Таким образом, законы имеют условное значение по отношению к нам. Но мало этого: они и сами по себе не вечны и не абсолютны. Принимая их как выработанные уже условия прошедшей жизни, мы чрез то никак не обязываемся считать их совершеннейшими и отвергать всякие другие условия. Напротив, в мой естественный договор с обществом входит, по самой его сущности, и обязательство стараться об изыскании возможно лучших законов. С точки зрения общего, естественного человеческого права, каждому члену общества вверяется забота о постоянном совершенствовании существующих постановлений и об уничтожении тех, которые стали вредны или ненужны. Нужно только, чтоб изменение в постановлениях, как клонящееся к общему благу, подвергалось общему суду и получило общее согласие. Если же общее согласие не получено, то частному лицу предоставляется спорить, доказывать свои предположения и, наконец, – отказаться от всякого участия в том деле, о котором настоящие правила признаны им ложными… Таким образом, в силу самого чувства законности устраняется застой и неподвижность в общественной организации, мысли и воле дается простор и работа; нарушение формального status quo нередко требуется тем же чувством законности…

 

Так понимают и объясняют, чувство законности люди просвещенные, люди, участвующие, подобно нам, в благодеяниях цивилизации. Но не так понимают его те темные люди, которых изображает нам Островский. В его «темном царстве» вопрос ставится совершенно иначе. Там господствует вера в одни, раз навсегда определенные и закрепленные формы. Знания здесь ограничены очень тесным кругом, работы для мысли – почти никакой; все идет машинально, раз навсегда заведенным порядком. От этого совершенно понятно, что здесь дети никогда не вырастают, а остаются детьми до тех пор, пока механически не передвинутся на место отца. Понятно и то, почему средние термины, посредствующие между самодурами и угнетенными, вовсе не имеют определенной личности, а заимствуют свой характер от положения, в каком находятся: то ползают – перед высшими, то, в свою очередь, задирают нос перед низшими. Точно механические куколки: поставят их на один конец – кланяются; передернут на другой – вытягиваются и загибают голову назад… Настасья Панкратьева исчезает пред мужем, дышать не смеет, а на сына тоже прикрикивает: «как ты смеешь?» да «с кем ты говоришь?» То же мы видели и в Аграфене Кондратьевне в «Своих людях». Та же история повторяется в другой сфере – с Юсовым в «Доходном месте». И все это происходит от недостатка внутренней самостоятельности, от забитости природы. Человеку с малых лет внушают, что он сам по себе – ничто, что он есть некоторым образом только орудие чьей-то чужой воли и что вследствие того он должен не рассуждать, а только слушаться, слушаться и покоряться. Единственный предмет, на который может еще быть направлен его ум, это приобретение уменья приноровляться к обстоятельствам. Кто сумеет так повернуть себя, тому и благо; он вынырнет… А кто не сумеет, тому беда – задавят..

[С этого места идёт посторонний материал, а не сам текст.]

//! Weak-reference listener lists for the two events the cache emits
//! (spec.md §6): `low_disk_space(free_bytes, limit_bytes)` and
//! `background_exception(error)`. Holding `Weak<dyn Listener>` rather than
//! `Arc<dyn Listener>` means a dead listener never keeps its owner alive
//! and never needs explicit unsubscription; cleared references are pruned
//! whenever a delivery sweeps the list, rather than on a separate GC pass.

use std::sync::{Arc, Weak};

use parking_lot::Mutex;
use tracing::warn;

pub trait LowDiskSpaceListener: Send + Sync {
    fn on_low_disk_space(&self, free_bytes: u64, limit_bytes: u64);
}

pub trait BackgroundExceptionListener: Send + Sync {
    fn on_background_exception(&self, message: &str);
}

struct WeakList<T: ?Sized> {
    listeners: Mutex<Vec<Weak<T>>>,
}

impl<T: ?Sized> WeakList<T> {
    fn new() -> Self {
        Self { listeners: Mutex::new(Vec::new()) }
    }

    fn subscribe(&self, listener: &Arc<T>) {
        self.listeners.lock().push(Arc::downgrade(listener));
    }

    /// Upgrade every live listener, pruning dead ones in the same pass.
    fn live_listeners(&self) -> Vec<Arc<T>> {
        let mut listeners = self.listeners.lock();
        let mut live = Vec::with_capacity(listeners.len());
        listeners.retain(|weak| {
            if let Some(strong) = weak.upgrade() {
                live.push(strong);
                true
            } else {
                false
            }
        });
        live
    }

    fn len(&self) -> usize {
        self.listeners.lock().len()
    }
}

/// Fan-out point for both cache-level events.
pub struct EventHub {
    low_disk_space: WeakList<dyn LowDiskSpaceListener>,
    background_exception: WeakList<dyn BackgroundExceptionListener>,
}

impl EventHub {
    pub fn new() -> Self {
        Self {
            low_disk_space: WeakList::new(),
            background_exception: WeakList::new(),
        }
    }

    pub fn subscribe_low_disk_space(&self, listener: &Arc<dyn LowDiskSpaceListener>) {
        self.low_disk_space.subscribe(listener);
    }

    pub fn subscribe_background_exception(&self, listener: &Arc<dyn BackgroundExceptionListener>) {
        self.background_exception.subscribe(listener);
    }

    pub fn emit_low_disk_space(&self, free_bytes: u64, limit_bytes: u64) {
        for listener in self.low_disk_space.live_listeners() {
            listener.on_low_disk_space(free_bytes, limit_bytes);
        }
    }

    /// Background errors are logged unconditionally and then handed to
    /// listeners — a listener panicking or being absent must never stop the
    /// flusher loop (spec.md §7 policy).
    pub fn emit_background_exception(&self, message: &str) {
        warn!(error = message, "background exception");
        for listener in self.background_exception.live_listeners() {
            listener.on_background_exception(message);
        }
    }

    pub fn low_disk_space_listener_count(&self) -> usize {
        self.low_disk_space.len()
    }

    pub fn background_exception_listener_count(&self) -> usize {
        self.background_exception.len()
    }
}

impl Default for EventHub {
    fn default() -> Self {
        Self::new()
    }
}

#[cfg(test)]
mod tests {
    use super::*;
    use std::sync::atomic::{AtomicU32, Ordering};

    struct CountingListener(AtomicU32);

    impl LowDiskSpaceListener for CountingListener {
        fn on_low_disk_space(&self, _free_bytes: u64, _limit_bytes: u64) {
            self.0.fetch_add(1, Ordering::SeqCst);
        }
    }

    impl BackgroundExceptionListener for CountingListener {
        fn on_background_exception(&self, _message: &str) {
            self.0.fetch_add(1, Ordering::SeqCst);
        }
    }

    #[test]
    fn delivers_to_live_listeners() {
        let hub = EventHub::new();
        let listener: Arc<dyn LowDiskSpaceListener> = Arc::new(CountingListener(AtomicU32::new(0)));
        hub.subscribe_low_disk_space(&listener);
        hub.emit_low_disk_space(100, 200);
        assert_eq!(hub.low_disk_space_listener_count(), 1);
    }

    #[test]
    fn prunes_dropped_listeners_on_delivery() {
        let hub = EventHub::new();
        {
            let listener: Arc<dyn BackgroundExceptionListener> =
                Arc::new(CountingListener(AtomicU32::new(0)));
            hub.subscribe_background_exception(&listener);
        }
        assert_eq!(hub.background_exception_listener_count(), 1);
        hub.emit_background_exception("boom");
        assert_eq!(hub.background_exception_listener_count(), 0);
    }
}
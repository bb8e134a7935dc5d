//! `checkStoredPages`: the file-by-file integrity sweep (spec.md §4.6).
//!
//! Walks every live extent under a write lock and reports a typed error
//! list for footer mismatches instead of failing fast on the first bad
//! page.

use crate::error::Result;
use crate::file_io::OpenFileContainer;
use crate::page_format;
use crate::page_key::FileId;

use std::sync::Arc;
use std::time::{Duration, Instant};
use tracing::info;

/// One page that failed its magic/CRC check.
#[derive(Debug, Clone, Copy, PartialEq, Eq)]
pub struct PageIntegrityError {
    pub file_id: FileId,
    pub page_index: i64,
    pub magic_wrong: bool,
    pub crc_wrong: bool,
}

/// Receives progress as the sweep runs (spec.md §4.6: "emit progress ...
/// every ~5s").
pub trait VerifyListener: Send + Sync {
    fn on_progress(&self, file_id: FileId, pages_checked: u64, pages_total: u64);
}

const PROGRESS_INTERVAL: Duration = Duration::from_secs(5);

/// Walk every `(file_id, name)` pair in `files`, reading `page_size`-byte
/// pages sequentially and checking each against the on-disk footer
/// contract. Does not mutate any page.
pub async fn check_stored_pages(
    files: &Arc<OpenFileContainer>,
    live_files: &[(FileId, String)],
    page_size: usize,
    listener: Option<&dyn VerifyListener>,
) -> Result<Vec<PageIntegrityError>> {
    let mut errors = Vec::new();

    for (file_id, _name) in live_files {
        let handle = files.acquire(*file_id).await?;
        handle.sync().await?;

        let size = handle.size().await?;
        let page_count = size / page_size as u64;
        let mut buf = vec![0u8; page_size];
        let mut last_report = Instant::now();

        for page_index in 0..page_count {
            let offset = page_index * page_size as u64;
            let read = handle.read(offset, &mut buf).await?;
            if read < page_size {
                break;
            }
            let check = page_format::verify_footer(&buf);
            if !check.ok() {
                errors.push(PageIntegrityError {
                    file_id: *file_id,
                    page_index: page_index as i64,
                    magic_wrong: check.magic_wrong,
                    crc_wrong: check.crc_wrong,
                });
            }

            if last_report.elapsed() >= PROGRESS_INTERVAL {
                info!(file_id, page_index, page_count, "verification progress");
                if let Some(listener) = listener {
                    listener.on_progress(*file_id, page_index + 1, page_count);
                }
                last_report = Instant::now();
            }
        }

        if let Some(listener) = listener {
            listener.on_progress(*file_id, page_count, page_count);
        }
    }

    Ok(errors)
}
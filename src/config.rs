//! Tunables for the write-back cache.

use crate::error::{CacheError, Result};
use serde::{Deserialize, Serialize};
use std::time::Duration;

/// Configuration for a [`crate::cache::WOWCache`] instance.
///
/// Durations are stored in milliseconds in the serialized form so the
/// struct round-trips cleanly through JSON; in memory they're exposed as
/// [`Duration`].
#[derive(Debug, Clone, Serialize, Deserialize)]
pub struct CacheConfig {
    /// Size of a page, in bytes. Must be greater than 12 (magic + CRC
    /// footer) — configurations at or below that are rejected.
    pub page_size: usize,

    /// High 32 bits combined with an internal file id to form the external
    /// 64-bit id (`external = (storage_id << 32) | internal_id`).
    pub storage_id: u32,

    /// Number of shards in [`crate::locks::PartitionedPageLocks`].
    pub lock_partitions: usize,

    /// Capacity of the bounded open-file LRU container.
    pub open_file_capacity: usize,

    /// Maximum exclusive write-cache size before `store` starts handing out
    /// a latch callers must await.
    pub exclusive_write_cache_max_size: usize,

    /// Fraction of `exclusive_write_cache_max_size` above which the flusher
    /// starts eagerly draining exclusive pages.
    pub exclusive_high_water: f64,

    /// Fraction of `exclusive_write_cache_max_size` at or below which an
    /// overflow latch is released. Documented in spec.md as intentionally
    /// higher than the high water mark, to avoid thrashing.
    pub exclusive_low_water: f64,

    /// WAL size (bytes) above which LSN-ordered flushing starts.
    pub wal_high_watermark: u64,

    /// WAL size (bytes) below which LSN-ordered flushing stops.
    pub wal_low_watermark: u64,

    /// How often the flusher's periodic task runs.
    #[serde(with = "duration_ms")]
    pub background_flush_interval: Duration,

    /// Maximum pages grouped into one vectored write.
    pub chunk_size: usize,

    /// Number of newly-allocated pages between free-space samples.
    pub free_space_check_interval: u64,

    /// Free-space floor (bytes) below which low-space events fire.
    pub free_space_limit: u64,

    /// Upper bound on how long `close_all`/`delete_all` wait for the flush
    /// worker to stop.
    #[serde(with = "duration_ms")]
    pub shutdown_timeout: Duration,
}

impl CacheConfig {
    /// Validate invariants that can't be expressed in the type system.
    pub fn validate(&self) -> Result<()> {
        if self.page_size <= 12 {
            return Err(CacheError::InvalidArgument(format!(
                "page_size must be > 12, got {}",
                self.page_size
            )));
        }
        if self.lock_partitions == 0 {
            return Err(CacheError::InvalidArgument(
                "lock_partitions must be non-zero".into(),
            ));
        }
        if self.exclusive_high_water <= 0.0 || self.exclusive_high_water >= 1.0 {
            return Err(CacheError::InvalidArgument(
                "exclusive_high_water must be in (0, 1)".into(),
            ));
        }
        if self.exclusive_low_water <= 0.0 || self.exclusive_low_water > 1.0 {
            return Err(CacheError::InvalidArgument(
                "exclusive_low_water must be in (0, 1]".into(),
            ));
        }
        Ok(())
    }

    pub fn from_json(s: &str) -> Result<Self> {
        let cfg: Self = serde_json::from_str(s)
            .map_err(|e| CacheError::InvalidArgument(format!("bad config json: {e}")))?;
        cfg.validate()?;
        Ok(cfg)
    }

    pub fn to_json(&self) -> Result<String> {
        serde_json::to_string_pretty(self)
            .map_err(|e| CacheError::Internal(format!("failed to serialize config: {e}")))
    }
}

impl Default for CacheConfig {
    fn default() -> Self {
        Self {
            page_size: 64 * 1024,
            storage_id: 0,
            lock_partitions: (num_cpus::get() * 4).next_power_of_two(),
            open_file_capacity: 256,
            exclusive_write_cache_max_size: 4096,
            exclusive_high_water: 0.5,
            exclusive_low_water: 0.85,
            wal_high_watermark: 2 * 1024 * 1024 * 1024,
            wal_low_watermark: 1024 * 1024 * 1024,
            background_flush_interval: Duration::from_millis(500),
            chunk_size: 32,
            free_space_check_interval: 256,
            free_space_limit: 512 * 1024 * 1024,
            shutdown_timeout: Duration::from_secs(5 * 60),
        }
    }
}

mod duration_ms {
    use serde::{Deserialize, Deserializer, Serializer};
    use std::time::Duration;

    pub fn serialize<S: Serializer>(d: &Duration, s: S) -> Result<S::Ok, S::Error> {
        s.serialize_u64(d.as_millis() as u64)
    }

    pub fn deserialize<'de, D: Deserializer<'de>>(d: D) -> Result<Duration, D::Error> {
        let ms = u64::deserialize(d)?;
        Ok(Duration::from_millis(ms))
    }
}

#[cfg(test)]
mod tests {
    use super::*;

    #[test]
    fn default_config_is_valid() {
        CacheConfig::default().validate().unwrap();
    }

    #[test]
    fn rejects_tiny_page_size() {
        let mut cfg = CacheConfig::default();
        cfg.page_size = 12;
        assert!(cfg.validate().is_err());
    }

    #[test]
    fn round_trips_through_json() {
        let cfg = CacheConfig::default();
        let json = cfg.to_json().unwrap();
        let back = CacheConfig::from_json(&json).unwrap();
        assert_eq!(cfg.page_size, back.page_size);
        assert_eq!(cfg.background_flush_interval, back.background_flush_interval);
    }
}
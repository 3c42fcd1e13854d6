//! The change executor: actuation of one planned change against the kernel.
//!
//! Mount targets (and bind sources) are inspected with `lstat` before any
//! mutation, and missing ones are created by [`secure_mkdir_all`], which
//! never follows a symlink: every path segment is made and opened relative
//! to a directory descriptor with `O_NOFOLLOW|O_CLOEXEC|O_DIRECTORY`, so a
//! link planted anywhere on the way is a hard failure, not a traversal.

use std::os::unix::io::RawFd;

use log::debug;

use crate::sys::{MountFlags, OpenFlags, SysError, SystemCalls, UnmountFlags};
use crate::types::{Action, Change, Error, Result};

const OPEN_DIR_FLAGS: OpenFlags = OpenFlags::NOFOLLOW
    .union(OpenFlags::CLOEXEC)
    .union(OpenFlags::DIRECTORY);

impl Change {
    /// Apply this change to the host. `Keep` is a no-op; `Unmount` detaches
    /// the mount point without following symlinks; `Mount` verifies (or
    /// safely creates) the mount point and, for bind mounts, the source,
    /// then calls `mount`. The first failing syscall aborts the change.
    pub fn perform(&self, sys: &dyn SystemCalls) -> Result<()> {
        debug!("performing mount change: {self}");
        match self.action {
            Action::Keep => Ok(()),
            Action::Unmount => Ok(sys.unmount(&self.entry.dir, UnmountFlags::NOFOLLOW)?),
            Action::Mount => {
                ensure_mount_point(sys, &self.entry.dir)?;
                let (flags, data) = self.entry.flags_and_data();
                if flags.contains(MountFlags::BIND) {
                    ensure_mount_point(sys, &self.entry.name)?;
                }
                Ok(sys.mount(
                    &self.entry.name,
                    &self.entry.dir,
                    &self.entry.fstype,
                    flags,
                    &data,
                )?)
            }
        }
    }
}

/// Verify that `path` is a directory, creating it if it does not exist.
fn ensure_mount_point(sys: &dyn SystemCalls, path: &str) -> Result<()> {
    match sys.lstat(path) {
        Ok(kind) if kind.is_dir() => Ok(()),
        Ok(_) => Err(Error::NotADirectory {
            path: path.to_string(),
        }),
        Err(SysError::NotFound) => secure_mkdir_all(sys, path, 0o755, 0, 0),
        Err(err) => Err(Error::Inspect {
            path: path.to_string(),
            source: err,
        }),
    }
}

/// Create `path` and any missing ancestors without ever following a
/// symlink.
///
/// The walk descends one segment at a time through directory descriptors:
/// `mkdirat` under the current parent (an existing segment is fine), then
/// `openat` with `O_NOFOLLOW|O_CLOEXEC|O_DIRECTORY` to step into it.
/// Freshly created segments are chowned to `uid:gid`. At most two
/// descriptors are held at once; the old parent is closed as soon as the
/// walk advances, and every exit path closes whatever is still held,
/// child before parent.
fn secure_mkdir_all(sys: &dyn SystemCalls, path: &str, mode: u32, uid: u32, gid: u32) -> Result<()> {
    let mut parent = sys.open("/", OPEN_DIR_FLAGS, 0)?;
    let mut child: Option<RawFd> = None;

    for segment in path.split('/').filter(|s| !s.is_empty()) {
        if let Some(fd) = child.take() {
            if let Err(err) = sys.close(parent) {
                let _ = sys.close(fd);
                return Err(err.into());
            }
            parent = fd;
        }
        let made = match sys.mkdirat(parent, segment, mode) {
            Ok(()) => true,
            Err(SysError::AlreadyExists) => false,
            Err(err) => {
                let _ = sys.close(parent);
                return Err(Error::MkdirSegment {
                    segment: segment.to_string(),
                    source: err,
                });
            }
        };
        let fd = match sys.openat(parent, segment, OPEN_DIR_FLAGS, 0) {
            Ok(fd) => fd,
            Err(err) => {
                let _ = sys.close(parent);
                return Err(err.into());
            }
        };
        if made {
            if let Err(err) = sys.fchown(fd, uid, gid) {
                let _ = sys.close(fd);
                let _ = sys.close(parent);
                return Err(err.into());
            }
        }
        child = Some(fd);
    }

    if let Some(fd) = child {
        if let Err(err) = sys.close(fd) {
            let _ = sys.close(parent);
            return Err(err.into());
        }
    }
    Ok(sys.close(parent)?)
}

Вследствие этого-то коснения мысли вся деятельная сторона чувства законности совершенно исчезает в «темном царстве» и остается одна пассивная. Какой-нибудь Тишка затвердил, что надо слушаться старших, да так с тем только и остался, и останется на всю жизнь… В педагогике есть положение, что для детей, не способных еще к отвлеченным понятиям, воспитатель составляет олицетворение нравственного закона, и потому необходимо доверие ребенка к воспитателю. Но обязанность воспитателя, – продолжает потом педагогика, – состоит в том, чтобы как можно скорее сделать себя ненужным для ребенка, приучивши его понимать нравственный закон в его истинной сущности, независимо от авторитета воспитателя. Этого последнего правила боятся, как пожара и разбоя, все обитатели, «темного царства», и все стараются действовать совершенно в противоположном духе. «Слушай старика, – старик дурно не посоветует,» – говорит даже лучший из них – Русаков, и тоже не признает прав образования, которое научает человека самого, без чужих советов, различать, что хорошо и что дурно. От этого и выходит, что чувство законности только и выражается в чувстве послушания да терпения, а все остальное делается чисто невозможным для обитателя «темного царства», пока он сам нe сделается самодуром. Тишка метет полы в доме Большова, бегает за водкой Подхалюзину и крадет целковые у хозяина, – и все это для него совершенно законно… За водкой посылают его старшие, а старших надо слушаться: тут уж резон прямой. Воровать ему не велят; но все равно – воровство тоже освящено старшими: сколько раз приказчики при нем хвалились ловкой штукой, сколько раз приказывали ему молчать об их мошенничестве пред хозяином, сколько раз сам хозяин давал приказчикам наставления, как надувать покупателей!.. Все это не пропало даром для бойкого мальчика – и вот откуда все мерзости, безмятежно уживающиеся в нем с глубочайшим чувством законности… Этим-то средством он и выбивается из ничтожества, в котором находился, и начинает сам дурить, совершенно с спокойною совестью, считая и самодурство точно так же законным, как и прежнее свое унижение.

40Эпиграф взят из стихотворения Ломоносова «Ода, выбранная из Иова» (1750). Первая строка в подлиннике читается: «В надежде тяготу сноси». См. эту же цитату далее, стр. 165.